Anthony Browne, chief executive of the British Bankers' Association, said: "This will create uncertainty for investors, making it more difficult for banks to raise capital, which will ultimately mean that banks will have less money to lend to businesses."

The RBS Shareholders Action Group has revealed up to 4000 extra private investors have now joined the law suit, taking the total to some 12,000 compared with 8000 last autumn.

RBS sources said the action group was hopeful the case could open later this month or early spring, and that the claim may now exceed £3.5bn.

The action group alleges shareholders were misled about the financial strength of taxpayer-funded RBS when it launched its £12bn rights issue in April 2008.

It is understood four former senior RBS directors are named in the action: chief executive Fred Goodwin, chairman Sir Tom McKillop, investment banking head Johnny Cameron and finance director Guy Whittaker.

It comes amid speculation that RBS could face criminal charges and a £500 million fine this week for its role in the Libor rate-rigging scandal.

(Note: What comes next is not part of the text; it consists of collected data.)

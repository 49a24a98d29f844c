//! Common types and utilities shared across blockdex.
//!
//! This module contains fundamental primitives used throughout the codebase:
//! - Format constants and runtime options
//! - Error types
//! - Block identifiers

pub mod config;
pub mod error;
mod block_id;

pub use block_id::BlockId;
pub use config::IndexOptions;
pub use error::{Error, ErrorKind, Result};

RBS – 81% state owned – is thought to be under pressure from the Government to pay the Libor fine with cash from its bonus pot to ensure taxpayers do not suffer, but reports suggest traders are still set to receive bonuses worth hundreds of millions of pounds for 2012.

Meanwhile, Barclays bank announced last night that finance director Chris Lucas was stepping down. He and general counsel Mark Harding will leave the company once successors have been found, the bank said in a statement. Given the men's seniority, that could take "a considerable time".

Mr Lucas is one of several past and present Barclays staff being investigated over whether the bank broke the rules when it took big cash infusions from Qatar's sovereign wealth fund in 2008.

Barclays has also seen several top executives, including CEO Bob Diamond, leave since the rate-fixing scandal last year.